MATERIAL FOR THIS TASK ->
***
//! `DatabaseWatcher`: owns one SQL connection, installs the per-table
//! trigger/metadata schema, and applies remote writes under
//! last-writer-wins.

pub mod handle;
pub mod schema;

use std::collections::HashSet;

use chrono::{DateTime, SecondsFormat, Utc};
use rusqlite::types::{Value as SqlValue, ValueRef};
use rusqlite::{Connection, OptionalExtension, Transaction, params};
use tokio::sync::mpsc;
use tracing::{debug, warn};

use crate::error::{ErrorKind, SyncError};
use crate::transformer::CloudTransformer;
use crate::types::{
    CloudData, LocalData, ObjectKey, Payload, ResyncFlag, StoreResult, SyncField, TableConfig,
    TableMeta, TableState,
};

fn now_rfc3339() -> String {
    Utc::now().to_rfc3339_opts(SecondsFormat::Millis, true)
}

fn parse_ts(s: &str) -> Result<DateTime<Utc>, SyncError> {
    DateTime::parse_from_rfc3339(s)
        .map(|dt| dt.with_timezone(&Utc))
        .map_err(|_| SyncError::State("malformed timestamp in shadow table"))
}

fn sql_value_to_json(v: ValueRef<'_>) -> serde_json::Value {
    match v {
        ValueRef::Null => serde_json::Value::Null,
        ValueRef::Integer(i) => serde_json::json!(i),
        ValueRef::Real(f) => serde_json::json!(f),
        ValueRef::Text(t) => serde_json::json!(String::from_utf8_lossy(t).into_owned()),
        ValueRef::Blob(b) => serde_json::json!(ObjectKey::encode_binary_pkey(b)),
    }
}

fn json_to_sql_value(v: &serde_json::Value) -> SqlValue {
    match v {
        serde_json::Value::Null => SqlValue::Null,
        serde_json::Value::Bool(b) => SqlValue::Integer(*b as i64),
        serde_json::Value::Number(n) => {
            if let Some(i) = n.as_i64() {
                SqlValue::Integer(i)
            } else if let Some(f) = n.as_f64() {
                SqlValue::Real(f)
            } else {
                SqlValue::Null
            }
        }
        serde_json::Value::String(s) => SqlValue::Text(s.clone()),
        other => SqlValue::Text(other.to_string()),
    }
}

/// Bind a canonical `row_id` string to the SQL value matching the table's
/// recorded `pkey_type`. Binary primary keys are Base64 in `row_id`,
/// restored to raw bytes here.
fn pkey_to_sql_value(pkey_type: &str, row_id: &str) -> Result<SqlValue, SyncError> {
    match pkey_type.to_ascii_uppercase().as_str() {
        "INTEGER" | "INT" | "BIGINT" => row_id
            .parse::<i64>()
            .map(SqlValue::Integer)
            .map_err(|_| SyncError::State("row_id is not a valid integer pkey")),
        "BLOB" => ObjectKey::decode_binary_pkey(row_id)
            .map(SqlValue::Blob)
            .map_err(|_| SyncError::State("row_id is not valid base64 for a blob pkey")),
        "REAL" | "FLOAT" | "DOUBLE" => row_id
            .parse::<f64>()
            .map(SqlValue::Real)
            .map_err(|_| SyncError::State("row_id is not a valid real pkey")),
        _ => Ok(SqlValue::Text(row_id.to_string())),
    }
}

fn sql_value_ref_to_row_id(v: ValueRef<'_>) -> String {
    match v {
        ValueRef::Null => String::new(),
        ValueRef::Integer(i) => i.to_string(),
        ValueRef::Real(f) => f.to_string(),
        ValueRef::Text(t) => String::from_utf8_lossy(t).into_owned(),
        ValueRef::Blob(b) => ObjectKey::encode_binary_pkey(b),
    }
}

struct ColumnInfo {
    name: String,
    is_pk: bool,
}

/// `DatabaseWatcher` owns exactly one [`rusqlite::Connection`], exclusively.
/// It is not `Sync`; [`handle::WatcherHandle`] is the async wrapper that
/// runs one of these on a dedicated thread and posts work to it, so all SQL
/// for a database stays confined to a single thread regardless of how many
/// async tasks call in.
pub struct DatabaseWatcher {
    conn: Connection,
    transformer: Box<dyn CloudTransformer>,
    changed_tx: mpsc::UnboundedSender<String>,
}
***
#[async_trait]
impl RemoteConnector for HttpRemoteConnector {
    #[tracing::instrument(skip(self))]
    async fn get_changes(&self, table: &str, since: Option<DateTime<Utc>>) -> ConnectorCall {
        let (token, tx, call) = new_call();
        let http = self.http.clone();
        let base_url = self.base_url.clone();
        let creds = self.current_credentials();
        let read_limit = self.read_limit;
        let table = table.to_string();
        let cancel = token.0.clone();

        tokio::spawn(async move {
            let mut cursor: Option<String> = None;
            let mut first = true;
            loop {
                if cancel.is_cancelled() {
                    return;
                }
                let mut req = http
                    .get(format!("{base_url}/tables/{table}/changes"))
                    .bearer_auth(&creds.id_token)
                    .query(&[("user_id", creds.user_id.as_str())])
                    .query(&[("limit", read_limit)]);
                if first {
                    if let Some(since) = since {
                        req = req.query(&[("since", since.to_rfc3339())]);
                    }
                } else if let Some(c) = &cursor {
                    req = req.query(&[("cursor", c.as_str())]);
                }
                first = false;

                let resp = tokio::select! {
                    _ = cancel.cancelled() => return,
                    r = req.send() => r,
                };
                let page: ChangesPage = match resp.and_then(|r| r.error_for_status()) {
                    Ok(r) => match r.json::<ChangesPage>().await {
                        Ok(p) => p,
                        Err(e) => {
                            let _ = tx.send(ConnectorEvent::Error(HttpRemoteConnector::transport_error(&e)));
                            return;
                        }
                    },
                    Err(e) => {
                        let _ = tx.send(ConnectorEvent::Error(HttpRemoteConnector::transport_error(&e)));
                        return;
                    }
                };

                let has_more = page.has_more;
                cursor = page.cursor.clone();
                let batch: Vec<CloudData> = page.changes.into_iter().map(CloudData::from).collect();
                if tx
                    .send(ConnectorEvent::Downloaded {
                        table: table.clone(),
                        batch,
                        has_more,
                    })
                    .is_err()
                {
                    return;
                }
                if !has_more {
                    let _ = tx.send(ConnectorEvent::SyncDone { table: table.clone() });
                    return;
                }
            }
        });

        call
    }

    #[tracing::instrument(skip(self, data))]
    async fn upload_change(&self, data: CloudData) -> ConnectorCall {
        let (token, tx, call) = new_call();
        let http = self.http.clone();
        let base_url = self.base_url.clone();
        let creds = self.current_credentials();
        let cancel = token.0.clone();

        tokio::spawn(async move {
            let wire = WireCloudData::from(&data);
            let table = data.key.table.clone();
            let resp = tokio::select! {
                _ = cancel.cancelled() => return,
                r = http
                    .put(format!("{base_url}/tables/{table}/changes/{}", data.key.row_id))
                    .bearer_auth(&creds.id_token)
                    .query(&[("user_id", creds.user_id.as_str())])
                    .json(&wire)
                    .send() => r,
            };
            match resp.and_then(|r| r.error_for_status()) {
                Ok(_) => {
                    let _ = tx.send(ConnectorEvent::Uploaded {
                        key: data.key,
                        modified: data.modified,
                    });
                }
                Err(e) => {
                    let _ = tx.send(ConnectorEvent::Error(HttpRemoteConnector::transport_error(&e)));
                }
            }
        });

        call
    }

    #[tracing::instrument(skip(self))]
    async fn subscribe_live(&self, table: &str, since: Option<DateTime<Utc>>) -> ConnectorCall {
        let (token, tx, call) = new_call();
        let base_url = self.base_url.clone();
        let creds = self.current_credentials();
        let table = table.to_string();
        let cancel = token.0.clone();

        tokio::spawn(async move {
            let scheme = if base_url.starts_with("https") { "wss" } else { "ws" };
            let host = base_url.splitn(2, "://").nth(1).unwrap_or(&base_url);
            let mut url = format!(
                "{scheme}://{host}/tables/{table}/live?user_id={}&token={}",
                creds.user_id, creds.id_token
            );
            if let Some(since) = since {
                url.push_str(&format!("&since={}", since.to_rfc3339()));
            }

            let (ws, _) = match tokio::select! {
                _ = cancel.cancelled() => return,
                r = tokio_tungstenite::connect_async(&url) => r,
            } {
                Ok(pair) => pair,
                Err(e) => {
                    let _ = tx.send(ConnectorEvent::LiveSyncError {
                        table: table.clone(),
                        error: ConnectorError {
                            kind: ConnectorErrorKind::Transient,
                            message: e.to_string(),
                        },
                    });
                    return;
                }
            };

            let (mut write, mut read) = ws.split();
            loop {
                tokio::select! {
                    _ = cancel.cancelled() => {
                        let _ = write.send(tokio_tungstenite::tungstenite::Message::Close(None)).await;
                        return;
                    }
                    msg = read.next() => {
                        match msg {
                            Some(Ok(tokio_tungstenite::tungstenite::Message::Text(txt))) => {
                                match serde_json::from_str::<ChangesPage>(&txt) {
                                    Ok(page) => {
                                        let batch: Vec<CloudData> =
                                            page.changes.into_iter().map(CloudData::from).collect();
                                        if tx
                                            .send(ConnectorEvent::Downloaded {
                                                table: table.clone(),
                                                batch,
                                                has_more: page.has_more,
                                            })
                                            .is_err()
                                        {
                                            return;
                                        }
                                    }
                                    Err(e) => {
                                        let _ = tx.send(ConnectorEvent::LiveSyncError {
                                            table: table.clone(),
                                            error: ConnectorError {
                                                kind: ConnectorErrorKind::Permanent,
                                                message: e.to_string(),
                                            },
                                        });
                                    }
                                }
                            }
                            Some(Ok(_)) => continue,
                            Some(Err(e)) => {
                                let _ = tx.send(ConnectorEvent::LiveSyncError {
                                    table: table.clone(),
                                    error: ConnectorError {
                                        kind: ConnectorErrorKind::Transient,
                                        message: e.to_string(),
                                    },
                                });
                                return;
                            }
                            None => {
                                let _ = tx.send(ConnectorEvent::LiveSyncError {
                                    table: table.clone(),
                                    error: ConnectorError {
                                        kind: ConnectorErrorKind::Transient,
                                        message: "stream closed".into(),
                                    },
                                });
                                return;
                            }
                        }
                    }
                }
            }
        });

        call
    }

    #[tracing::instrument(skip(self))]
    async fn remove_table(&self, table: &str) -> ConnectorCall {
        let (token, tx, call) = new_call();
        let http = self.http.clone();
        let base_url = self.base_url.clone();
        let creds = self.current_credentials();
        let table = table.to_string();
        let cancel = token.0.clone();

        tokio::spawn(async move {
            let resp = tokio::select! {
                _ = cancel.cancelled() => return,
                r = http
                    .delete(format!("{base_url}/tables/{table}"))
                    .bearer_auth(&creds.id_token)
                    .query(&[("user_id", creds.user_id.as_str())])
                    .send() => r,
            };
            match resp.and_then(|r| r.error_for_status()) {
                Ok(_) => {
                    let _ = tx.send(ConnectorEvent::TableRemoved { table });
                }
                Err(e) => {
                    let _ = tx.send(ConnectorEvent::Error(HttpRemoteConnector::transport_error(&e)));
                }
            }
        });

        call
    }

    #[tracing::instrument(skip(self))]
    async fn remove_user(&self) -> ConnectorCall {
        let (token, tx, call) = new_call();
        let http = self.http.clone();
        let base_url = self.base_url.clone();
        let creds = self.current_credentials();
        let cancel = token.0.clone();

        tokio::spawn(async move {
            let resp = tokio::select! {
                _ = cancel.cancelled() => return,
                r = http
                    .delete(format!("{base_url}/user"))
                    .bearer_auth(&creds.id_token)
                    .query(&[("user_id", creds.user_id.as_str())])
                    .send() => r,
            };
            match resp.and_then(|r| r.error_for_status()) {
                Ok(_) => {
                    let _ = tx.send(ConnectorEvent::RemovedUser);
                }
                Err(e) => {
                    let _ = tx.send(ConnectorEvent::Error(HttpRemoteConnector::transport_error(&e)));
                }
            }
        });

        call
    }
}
***
PROBLEM REQUIREMENTS ->
Identify the lines of the data that contain the word "delete". Copy each of them.

EXPECTED OUTPUT ->
                    .delete(format!("{base_url}/tables/{table}"))
                    .delete(format!("{base_url}/user"))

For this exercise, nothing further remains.